--- Listed entries Enclosed Below ---

#[cfg(test)]
mod scenarios {
    use stockroom_core::{DomainError, Entity, EntityKind, ItemId, WarehouseId};
    use stockroom_inventory::{QuantityInput, WarehousePatch};

    use super::lockstep::Lockstep;
    use crate::service::WarehouseService;
    use crate::store::WarehouseStore;

    pub async fn create_returns_empty_warehouse<S: WarehouseStore>(svc: WarehouseService<S>) {
        let w = svc
            .create_warehouse("  Main  ", Some(" Dock 4 "), None)
            .await
            .unwrap();
        assert_eq!(w.name(), "Main");
        assert_eq!(w.location(), "Dock 4");
        assert_eq!(w.description(), "");
        assert!(w.items().is_empty());

        let fetched = svc.get_warehouse(w.id_typed()).await.unwrap();
        assert_eq!(fetched, w);
    }

    pub async fn empty_name_is_rejected<S: WarehouseStore>(svc: WarehouseService<S>) {
        let err = svc.create_warehouse("   ", None, None).await.unwrap_err();
        assert_eq!(err, DomainError::EmptyName(EntityKind::Warehouse));
        assert!(svc.list_warehouses().await.unwrap().is_empty());
    }

    pub async fn duplicate_name_is_rejected<S: WarehouseStore>(svc: WarehouseService<S>) {
        svc.create_warehouse("A", None, None).await.unwrap();
        let err = svc.create_warehouse(" A ", None, None).await.unwrap_err();
        assert_eq!(err, DomainError::DuplicateName("A".to_string()));
        assert!(err.to_string().contains("already exists"));

        let all = svc.list_warehouses().await.unwrap();
        assert_eq!(all.iter().filter(|w| w.name() == "A").count(), 1);
    }

    pub async fn names_are_case_sensitive<S: WarehouseStore>(svc: WarehouseService<S>) {
        svc.create_warehouse("main", None, None).await.unwrap();
        svc.create_warehouse("Main", None, None).await.unwrap();
        assert_eq!(svc.list_warehouses().await.unwrap().len(), 2);
    }

    pub async fn list_preserves_creation_order<S: WarehouseStore>(svc: WarehouseService<S>) {
        assert!(svc.list_warehouses().await.unwrap().is_empty());
        for name in ["Zulu", "Alpha", "Mike"] {
            svc.create_warehouse(name, None, None).await.unwrap();
        }
        let names: Vec<String> = svc
            .list_warehouses()
            .await
            .unwrap()
            .iter()
            .map(|w| w.name().to_string())
            .collect();
        assert_eq!(names, ["Zulu", "Alpha", "Mike"]);
    }

    pub async fn get_missing_warehouse_is_not_found<S: WarehouseStore>(svc: WarehouseService<S>) {
        let err = svc.get_warehouse(WarehouseId::new(42)).await.unwrap_err();
        assert_eq!(err, DomainError::NotFound(EntityKind::Warehouse));
        assert!(err.is_not_found());
    }

    pub async fn partial_update_touches_only_present_fields<S: WarehouseStore>(
        svc: WarehouseService<S>,
    ) {
        let w = svc
            .create_warehouse("Main", Some("North"), Some("Cold storage"))
            .await
            .unwrap();

        let patch = WarehousePatch {
            location: Some("  South ".to_string()),
            ..WarehousePatch::default()
        };
        let updated = svc.update_warehouse(w.id_typed(), patch).await.unwrap();
        assert_eq!(updated.name(), "Main");
        assert_eq!(updated.location(), "South");
        assert_eq!(updated.description(), "Cold storage");

        let clear = WarehousePatch {
            description: Some("   ".to_string()),
            ..WarehousePatch::default()
        };
        let cleared = svc.update_warehouse(w.id_typed(), clear).await.unwrap();
        assert_eq!(cleared.description(), "");
        assert_eq!(cleared.location(), "South");

        let reread = svc.get_warehouse(w.id_typed()).await.unwrap();
        assert_eq!(reread, cleared);
    }

    pub async fn empty_patch_changes_nothing<S: WarehouseStore>(svc: WarehouseService<S>) {
        let w = svc.create_warehouse("Main", Some("North"), None).await.unwrap();
        let same = svc
            .update_warehouse(w.id_typed(), WarehousePatch::default())
            .await
            .unwrap();
        assert_eq!(same, w);
    }

    pub async fn rename_checks_other_warehouses_only<S: WarehouseStore>(svc: WarehouseService<S>) {
        let a = svc.create_warehouse("A", None, None).await.unwrap();
        svc.create_warehouse("B", None, None).await.unwrap();

        let keep = WarehousePatch {
            name: Some(" A ".to_string()),
            ..WarehousePatch::default()
        };
        let renamed = svc.update_warehouse(a.id_typed(), keep).await.unwrap();
        assert_eq!(renamed.name(), "A");
        assert!(renamed.same_identity(&a));

        let clash = WarehousePatch {
            name: Some("B".to_string()),
            ..WarehousePatch::default()
        };
        let err = svc.update_warehouse(a.id_typed(), clash).await.unwrap_err();
        assert_eq!(err, DomainError::DuplicateName("B".to_string()));

        let blank = WarehousePatch {
            name: Some("  ".to_string()),
            location: Some("ignored".to_string()),
            ..WarehousePatch::default()
        };
        let err = svc.update_warehouse(a.id_typed(), blank).await.unwrap_err();
        assert_eq!(err, DomainError::EmptyName(EntityKind::Warehouse));

        let unchanged = svc.get_warehouse(a.id_typed()).await.unwrap();
        assert_eq!(unchanged.name(), "A");
        assert_eq!(unchanged.location(), "");
    }

    pub async fn update_missing_warehouse_is_not_found<S: WarehouseStore>(svc: WarehouseService<S>) {
        let patch = WarehousePatch::replace_all("X", "", "");
        let err = svc
            .update_warehouse(WarehouseId::new(7), patch)
            .await
            .unwrap_err();
        assert_eq!(err, DomainError::NotFound(EntityKind::Warehouse));
    }

    pub async fn add_item_and_read_back<S: WarehouseStore>(svc: WarehouseService<S>) {
        let w = svc.create_warehouse("Main", None, None).await.unwrap();
        let item = svc
            .add_item(w.id_typed(), " Widget ", &QuantityInput::Number(10.5))
            .await
            .unwrap();
        assert_eq!(item.name(), "Widget");
        assert_eq!(item.quantity(), 10.5);
        assert_eq!(item.warehouse_id(), w.id_typed());

        let fetched = svc.get_warehouse(w.id_typed()).await.unwrap();
        assert_eq!(fetched.items(), [item.clone()]);
        assert_eq!(svc.get_item(item.id_typed()).await.unwrap(), item);
    }

    pub async fn items_keep_insertion_order_and_allow_duplicates<S: WarehouseStore>(
        svc: WarehouseService<S>,
    ) {
        let w = svc.create_warehouse("Main", None, None).await.unwrap();
        for qty in ["3", "1", "2"] {
            svc.add_item(w.id_typed(), "Bolt", &QuantityInput::from(qty))
                .await
                .unwrap();
        }
        let quantities: Vec<f64> = svc
            .get_warehouse(w.id_typed())
            .await
            .unwrap()
            .items()
            .iter()
            .map(|i| i.quantity())
            .collect();
        assert_eq!(quantities, [3.0, 1.0, 2.0]);
    }

    pub async fn negative_quantity_is_rejected_without_a_row<S: WarehouseStore>(
        svc: WarehouseService<S>,
    ) {
        let w = svc.create_warehouse("Main", None, None).await.unwrap();
        let err = svc
            .add_item(w.id_typed(), "X", &QuantityInput::Number(-5.0))
            .await
            .unwrap_err();
        assert_eq!(err, DomainError::NegativeQuantity(-5.0));

        let err = svc
            .add_item(w.id_typed(), "X", &QuantityInput::from("-0.5"))
            .await
            .unwrap_err();
        assert!(matches!(err, DomainError::NegativeQuantity(_)));

        assert!(svc.get_warehouse(w.id_typed()).await.unwrap().items().is_empty());
    }

    pub async fn unparsable_quantity_defaults_to_zero<S: WarehouseStore>(svc: WarehouseService<S>) {
        let w = svc.create_warehouse("Main", None, None).await.unwrap();
        for raw in [
            QuantityInput::from("not-a-number"),
            QuantityInput::Absent,
            QuantityInput::Other,
        ] {
            let item = svc.add_item(w.id_typed(), "X", &raw).await.unwrap();
            assert_eq!(item.quantity(), 0.0);
        }
    }

    pub async fn add_item_check_order<S: WarehouseStore>(svc: WarehouseService<S>) {
        // Missing warehouse wins over a bad name and a bad quantity.
        let err = svc
            .add_item(WarehouseId::new(99), "", &QuantityInput::Number(-1.0))
            .await
            .unwrap_err();
        assert_eq!(err, DomainError::WarehouseNotFound);

        // Name is checked before quantity.
        let w = svc.create_warehouse("Main", None, None).await.unwrap();
        let err = svc
            .add_item(w.id_typed(), "  ", &QuantityInput::Number(-1.0))
            .await
            .unwrap_err();
        assert_eq!(err, DomainError::EmptyName(EntityKind::Item));
    }

    pub async fn delete_cascades_to_items<S: WarehouseStore>(svc: WarehouseService<S>) {
        let w = svc.create_warehouse("Main", None, None).await.unwrap();
        let other = svc.create_warehouse("Other", None, None).await.unwrap();
        let a = svc
            .add_item(w.id_typed(), "A", &QuantityInput::Number(1.0))
            .await
            .unwrap();
        let b = svc
            .add_item(w.id_typed(), "B", &QuantityInput::Number(2.0))
            .await
            .unwrap();
        let survivor = svc
            .add_item(other.id_typed(), "C", &QuantityInput::Number(3.0))
            .await
            .unwrap();

        svc.delete_warehouse(w.id_typed()).await.unwrap();

        assert_eq!(
            svc.get_warehouse(w.id_typed()).await.unwrap_err(),
            DomainError::NotFound(EntityKind::Warehouse)
        );
        for gone in [a.id_typed(), b.id_typed()] {
            assert_eq!(
                svc.get_item(gone).await.unwrap_err(),
                DomainError::NotFound(EntityKind::Item)
            );
        }
        assert!(
            svc.store()
                .find_items_by_warehouse(w.id_typed())
                .await
                .unwrap()
                .is_empty()
        );
        assert_eq!(svc.get_item(survivor.id_typed()).await.unwrap(), survivor);
    }

    pub async fn delete_missing_warehouse_is_not_found<S: WarehouseStore>(svc: WarehouseService<S>) {
        let w = svc.create_warehouse("Main", None, None).await.unwrap();
        svc.delete_warehouse(w.id_typed()).await.unwrap();
        let err = svc.delete_warehouse(w.id_typed()).await.unwrap_err();
        assert_eq!(err, DomainError::NotFound(EntityKind::Warehouse));
    }

    pub async fn deleted_name_can_be_reused<S: WarehouseStore>(svc: WarehouseService<S>) {
        let w = svc.create_warehouse("Main", None, None).await.unwrap();
        svc.delete_warehouse(w.id_typed()).await.unwrap();
        let again = svc.create_warehouse("Main", None, None).await.unwrap();
        assert_ne!(again.id_typed(), w.id_typed());
    }

    pub async fn remove_item_is_scoped_to_its_warehouse<S: WarehouseStore>(svc: WarehouseService<S>) {
        let w1 = svc.create_warehouse("W1", None, None).await.unwrap();
        let w2 = svc.create_warehouse("W2", None, None).await.unwrap();
        let item = svc
            .add_item(w2.id_typed(), "Widget", &QuantityInput::Number(1.0))
            .await
            .unwrap();

        let err = svc.remove_item(w1.id_typed(), item.id_typed()).await.unwrap_err();
        assert_eq!(err, DomainError::NotFound(EntityKind::Item));
        assert_eq!(svc.get_item(item.id_typed()).await.unwrap(), item);

        svc.remove_item(w2.id_typed(), item.id_typed()).await.unwrap();
        let err = svc.remove_item(w2.id_typed(), item.id_typed()).await.unwrap_err();
        assert_eq!(err, DomainError::NotFound(EntityKind::Item));

        let err = svc
            .remove_item(WarehouseId::new(404), ItemId::new(404))
            .await
            .unwrap_err();
        assert_eq!(err, DomainError::NotFound(EntityKind::Item));
    }

    pub async fn concurrent_creates_with_same_name_admit_one<S: WarehouseStore>(
        svc: WarehouseService<S>,
    ) {
        let racing = WarehouseService::new(Lockstep::new(svc.store()));
        let (a, b) = tokio::join!(
            racing.create_warehouse("Race", None, None),
            racing.create_warehouse("Race", None, None),
        );

        // Both got past the name lookup, so the store had to reject one.
        assert_eq!(racing.store().inserts(), 2);
        let outcomes = [a, b];
        assert_eq!(outcomes.iter().filter(|r| r.is_ok()).count(), 1);
        let errors: Vec<&DomainError> = outcomes.iter().filter_map(|r| r.as_ref().err()).collect();
        assert_eq!(errors, [&DomainError::DuplicateName("Race".to_string())]);

        let all = svc.list_warehouses().await.unwrap();
        assert_eq!(all.len(), 1);
        assert_eq!(all[0].name(), "Race");
    }

    pub async fn concurrent_partial_updates_keep_both_fields<S: WarehouseStore>(
        svc: WarehouseService<S>,
    ) {
        let w = svc
            .create_warehouse("Main", Some("North"), Some("Cold"))
            .await
            .unwrap();
        let id = w.id_typed();

        let racing = WarehouseService::new(Lockstep::new(svc.store()));
        let move_south = WarehousePatch {
            location: Some("South".to_string()),
            ..WarehousePatch::default()
        };
        let freeze = WarehousePatch {
            description: Some("Frozen".to_string()),
            ..WarehousePatch::default()
        };
        let (a, b) = tokio::join!(
            racing.update_warehouse(id, move_south),
            racing.update_warehouse(id, freeze),
        );
        a.unwrap();
        b.unwrap();
        assert_eq!(racing.store().updates(), 2);

        let stored = svc.get_warehouse(id).await.unwrap();
        assert_eq!(stored.name(), "Main");
        assert_eq!(stored.location(), "South");
        assert_eq!(stored.description(), "Frozen");
    }
}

--- End of Enclosed Listed entries ---

Assignment:
Work through the entries above and report the number of lines that include "from", with nothing else.

Output for this exercise:
3